A jury convicted Defendants of all counts. Pursuant to Federal Rules of Criminal Procedure 29 and 33, Defendants have now moved for a judgment of acquittal or a new trial.
II. ANALYSIS
In relevant part, Federal Rule of Criminal Procedure 29 provides that "the court on the defendant's motion must enter a judgment of acquittal of any offense for which the evidence is insufficient to sustain a conviction." FED. R. CRIM. P. 29(a). A defendant who requests a judgment of acquittal under Rule 29:
faces a nearly insurmountable hurdle because [the Court] consider[s] the evidence in the light most favorable to the Government, defer[s] to the credibility determinations of the jury, and overturn[s] a verdict only whenUnited States v. Blassingame, 197 F.3d 271, 284 (7th Cir. 1999).
the record contains no evidence, regardless of how it is weighed, from which the jury could find guilt beyond a reasonable doubt.
Federal Rule of Criminal Procedure 33 allows a court to vacate any judgment and grant a new trial "if the interest of justice so requires." FED. R. CRIM. P. 33(a). Motions under Rule 33 are not an opportunity "to reweigh the evidence and set aside the verdict simply because [the Court] feels some other result would be more reasonable." United States v. Reed, 875 F.2d 107, 113 (7th Cir. 1989). Relief is appropriate "only in those really exceptional cases" in which "the evidence [] preponderates heavily against the verdict, such that it would be a miscarriage of justice to let the verdict stand." Id. Relief under Rule 33 is disfavored and granted "sparingly and with caution." Id.
A. Defendant Anzaldi
Defendant Anzaldi contends that the jury erred because the jurors "had no concept of what was being presented before the court . . . as there is no money, there is just a means of exchange, also known as tax credits, which is what 1099 OIDs are." ECF No. 148 at 3. This argument is unsupported and perfunctory; it is therefore waived. See, United States v. Useni, 516 F.3d 634, 658 (7th Cir. 2008).
Anzaldi argues next that the trial jurors did not hear exculpatory evidence, but in the next sentence she contradicts herself when she mentions that Prosecutors entered that information into evidence. She argues that Prosecutors failed to enter her amended tax returns into evidence, but that assertion is false: the amended tax returns were introduced and sent back to the jury as "2008 Amended Return 1" and "2008 Amended Return 2." Anzaldi appears to assert as a defense that she was the victim of identity theft; but at trial she failed to present evidence supporting that defense, even though she is the only person who seems to know the circumstances of that identity theft. Anzaldi renews an argument that this Court rejected previously: that she was never indicted by a grand jury. In fact, Anzaldi's indictment was proper.
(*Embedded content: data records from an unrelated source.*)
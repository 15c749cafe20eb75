use crate::density_grid::{CellCoord, DensityGrid};
use crate::policy::AlertEmission;
use common::crowd::{AlertMessage, AlertType};
use std::collections::HashMap;

/// A completed stretch of sustained congestion in one cell.
#[derive(Debug, Clone, PartialEq)]
pub struct UnsafeEvent {
    pub cell: CellCoord,
    pub start_frame: u64,
    pub end_frame: u64,
    pub start_secs: f64,
    pub end_secs: f64,
}

impl UnsafeEvent {
    pub fn duration_secs(&self) -> f64 {
        self.end_secs - self.start_secs
    }

    /// Operator-facing alert for the `index`-th event of a report.
    pub fn to_alert(&self, index: usize, grid_size: usize) -> AlertMessage {
        AlertMessage {
            id: format!("unsafe-{}", index),
            alert_type: AlertType::HighRiskEvent,
            message: format!(
                "High density in {} (Grid {},{}) from {:.1}s to {:.1}s",
                zone_name(self.cell, grid_size),
                self.cell.col,
                self.cell.row,
                self.start_secs,
                self.end_secs
            ),
        }
    }
}

/// Transitions observed in one frame.
#[derive(Debug, Clone, Default, PartialEq)]
pub struct ZoneUpdate {
    /// Cells that became congested this frame, row-major
    pub entered: Vec<CellCoord>,
    /// Debounced events whose congestion ended this frame
    pub closed: Vec<UnsafeEvent>,
}

/// Human name of a cell's position: thirds of the grid along each axis.
pub fn zone_name(cell: CellCoord, grid_size: usize) -> String {
    let n = grid_size as f64;
    let third = |i: usize, low: &'static str, mid: &'static str, high: &'static str| {
        let i = i as f64;
        if i < n / 3.0 {
            low
        } else if i >= n * 2.0 / 3.0 {
            high
        } else {
            mid
        }
    };

    let row = third(cell.row, "Top", "Middle", "Bottom");
    let col = third(cell.col, "Left", "Center", "Right");
    if row == "Middle" && col == "Center" {
        "Central Area".to_string()
    } else {
        format!("{}-{} Zone", row, col)
    }
}

/// Immediate alert raised when a live cell turns congested.
pub fn live_alert(cell: CellCoord, grid_size: usize) -> AlertMessage {
    AlertMessage {
        id: format!("live-dense-{}-{}", cell.col, cell.row),
        alert_type: AlertType::HighRiskDetected,
        message: format!("Congestion in {}", zone_name(cell, grid_size)),
    }
}

/// Safe/unsafe state machine over grid cells.
///
/// A cell is tracked exactly while its latest count is at or above the
/// threshold; the stored value is the frame at which it became unsafe.
#[derive(Debug, Clone)]
pub struct ZoneStateTracker {
    active: HashMap<CellCoord, u64>,
    emission: AlertEmission,
    threshold: u32,
    min_duration_secs: f64,
    fps: f64,
}

impl ZoneStateTracker {
    pub fn new(emission: AlertEmission, threshold: u32, min_duration_secs: f64, fps: f64) -> Self {
        Self {
            active: HashMap::new(),
            emission,
            threshold,
            min_duration_secs,
            fps,
        }
    }

    pub fn is_unsafe(&self, cell: CellCoord) -> bool {
        self.active.contains_key(&cell)
    }

    pub fn entry_frame(&self, cell: CellCoord) -> Option<u64> {
        self.active.get(&cell).copied()
    }

    pub fn is_empty(&self) -> bool {
        self.active.is_empty()
    }

    /// Apply one frame's counts. `frame_index` must increase between calls.
    pub fn update(&mut self, grid: &DensityGrid, frame_index: u64) -> ZoneUpdate {
        let mut update = ZoneUpdate::default();

        for (cell, count) in grid.cells() {
            let unsafe_now = count >= self.threshold;
            match (unsafe_now, self.active.get(&cell).copied()) {
                (true, None) => {
                    self.active.insert(cell, frame_index);
                    tracing::debug!(%cell, count, frame_index, "cell entered congestion");
                    update.entered.push(cell);
                }
                (false, Some(entry)) => {
                    self.active.remove(&cell);
                    if let Some(event) = self.close(cell, entry, frame_index) {
                        tracing::info!(
                            %cell,
                            start_secs = event.start_secs,
                            end_secs = event.end_secs,
                            "sustained congestion ended"
                        );
                        update.closed.push(event);
                    }
                }
                _ => {}
            }
        }

        update
    }

    /// Force-close every still-congested cell at `final_frame`.
    ///
    /// The final frame stands in for the exit, so an event still running at
    /// the end of the stream reports the dwell observed so far.
    pub fn finish(&mut self, final_frame: u64) -> Vec<UnsafeEvent> {
        let mut open: Vec<(CellCoord, u64)> = self.active.drain().collect();
        open.sort_by_key(|(cell, entry)| (*entry, *cell));

        open.into_iter()
            .filter_map(|(cell, entry)| self.close(cell, entry, final_frame))
            .collect()
    }

    /// Drop all state without emitting anything.
    pub fn reset(&mut self) {
        self.active.clear();
    }

    fn close(&self, cell: CellCoord, entry: u64, exit: u64) -> Option<UnsafeEvent> {
        if self.emission == AlertEmission::Immediate {
            return None;
        }
        let dwell = exit.saturating_sub(entry) as f64 / self.fps;
        (dwell >= self.min_duration_secs).then(|| UnsafeEvent {
            cell,
            start_frame: entry,
            end_frame: exit,
            start_secs: entry as f64 / self.fps,
            end_secs: exit as f64 / self.fps,
        })
    }
}

#[cfg(test)]
mod tests {
    use super::*;
    use common::crowd::{PixelBox, Track, TrackId};

    /// A 2x2 grid over a 100x100 frame with `n` people in the top-left cell.
    fn grid_with(n: usize) -> DensityGrid {
        let tracks: Vec<Track> = (0..n)
            .map(|i| Track {
                id: TrackId(i as u64),
                bbox: PixelBox::new(10, 10, 20, 30),
                confidence: None,
            })
            .collect();
        DensityGrid::bin(&tracks, 100, 100, 2).grid
    }

    fn run(tracker: &mut ZoneStateTracker, counts: &[usize]) -> Vec<UnsafeEvent> {
        let mut events = Vec::new();
        for (i, n) in counts.iter().enumerate() {
            events.extend(tracker.update(&grid_with(*n), i as u64 + 1).closed);
        }
        events
    }

    #[test]
    fn test_single_debounced_event() {
        // 1.5s at 2 fps spans 3 frames
        let mut tracker = ZoneStateTracker::new(AlertEmission::Debounced, 6, 1.5, 2.0);
        let events = run(&mut tracker, &[5, 5, 8, 8, 8, 8, 5, 5]);

        assert_eq!(events.len(), 1);
        let e = &events[0];
        assert_eq!(e.cell, CellCoord::new(0, 0));
        assert_eq!((e.start_frame, e.end_frame), (3, 7));
        assert_eq!((e.start_secs, e.end_secs), (1.5, 3.5));
        assert!(tracker.is_empty());
    }

    #[test]
    fn test_short_run_is_debounced() {
        let mut tracker = ZoneStateTracker::new(AlertEmission::Debounced, 6, 1.5, 2.0);
        let events = run(&mut tracker, &[5, 8, 8, 5, 5]);
        assert!(events.is_empty());
        assert!(tracker.is_empty());
    }

    #[test]
    fn test_membership_tracks_latest_count() {
        let mut tracker = ZoneStateTracker::new(AlertEmission::Debounced, 6, 1.5, 25.0);
        let cell = CellCoord::new(0, 0);

        tracker.update(&grid_with(6), 1);
        assert_eq!(tracker.entry_frame(cell), Some(1));
        tracker.update(&grid_with(9), 2);
        assert_eq!(tracker.entry_frame(cell), Some(1));
        tracker.update(&grid_with(5), 3);
        assert!(!tracker.is_unsafe(cell));
    }

    #[test]
    fn test_finish_force_closes_at_final_frame() {
        let mut tracker = ZoneStateTracker::new(AlertEmission::Debounced, 6, 1.5, 25.0);
        let mut counts = vec![2; 10];
        counts.extend(vec![7; 60]);
        assert!(run(&mut tracker, &counts).is_empty());

        let events = tracker.finish(70);
        assert_eq!(events.len(), 1);
        assert_eq!((events[0].start_frame, events[0].end_frame), (11, 70));
        assert!(tracker.is_empty());
    }

    #[test]
    fn test_finish_applies_duration_gate() {
        let mut tracker = ZoneStateTracker::new(AlertEmission::Debounced, 6, 1.5, 25.0);
        run(&mut tracker, &[7, 7, 7]);
        assert!(tracker.finish(3).is_empty());
    }

    #[test]
    fn test_immediate_mode_reports_entries_only() {
        let mut tracker = ZoneStateTracker::new(AlertEmission::Immediate, 6, 1.5, 25.0);
        let first = tracker.update(&grid_with(7), 1);
        assert_eq!(first.entered, vec![CellCoord::new(0, 0)]);

        let still = tracker.update(&grid_with(8), 2);
        assert!(still.entered.is_empty());

        let mut counts = vec![7; 100];
        counts.push(0);
        assert!(run(&mut tracker, &counts).is_empty());
        assert!(tracker.finish(200).is_empty());
    }

    #[test]
    fn test_zone_names() {
        assert_eq!(zone_name(CellCoord::new(1, 1), 3), "Central Area");
        assert_eq!(zone_name(CellCoord::new(0, 0), 3), "Top-Left Zone");
        assert_eq!(zone_name(CellCoord::new(2, 0), 3), "Bottom-Left Zone");
        assert_eq!(zone_name(CellCoord::new(0, 3), 4), "Top-Right Zone");
        // n = 4: index 1 is below 4/3, index 2 sits between 4/3 and 8/3
        assert_eq!(zone_name(CellCoord::new(2, 2), 4), "Central Area");
        assert_eq!(zone_name(CellCoord::new(2, 1), 4), "Middle-Left Zone");
        assert_eq!(zone_name(CellCoord::new(1, 0), 4), "Top-Left Zone");
    }

    #[test]
    fn test_alert_messages() {
        let live = live_alert(CellCoord::new(2, 1), 3);
        assert_eq!(live.id, "live-dense-1-2");
        assert_eq!(live.message, "Congestion in Bottom-Center Zone");

        let event = UnsafeEvent {
            cell: CellCoord::new(0, 2),
            start_frame: 25,
            end_frame: 75,
            start_secs: 1.0,
            end_secs: 3.0,
        };
        let alert = event.to_alert(4, 3);
        assert_eq!(alert.id, "unsafe-4");
        assert_eq!(alert.alert_type, AlertType::HighRiskEvent);
        assert_eq!(
            alert.message,
            "High density in Top-Right Zone (Grid 2,0) from 1.0s to 3.0s"
        );
        assert_eq!(event.duration_secs(), 2.0);
    }
}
With all of these arguments, Anzaldi contradicts herself, misstates evidence, and fails to include any supporting precedent. Anzaldi's arguments are insufficient to justify relief under Rules 29 or 33, so her Motion for Judgment of Acquittal or a New Trial is denied.
B. Defendant DeSalvo
1. Motion for Judgment of Acquittal as to Count One
Defendant DeSalvo argues that he is entitled to a judgment of acquittal as to Count One, conspiracy to defraud the government. For this Count, the government was required to establish five elements:
1. There was a conspiracy to obtain and aid in obtaining payment based on a false, fictitious, or fraudulent claim against the United States Department of Treasury, Internal Revenue Service, as charged in Count One;Final Jury Intrs., ECF No. 138 at 14. The Government proved these elements through the evidence introduced at trial.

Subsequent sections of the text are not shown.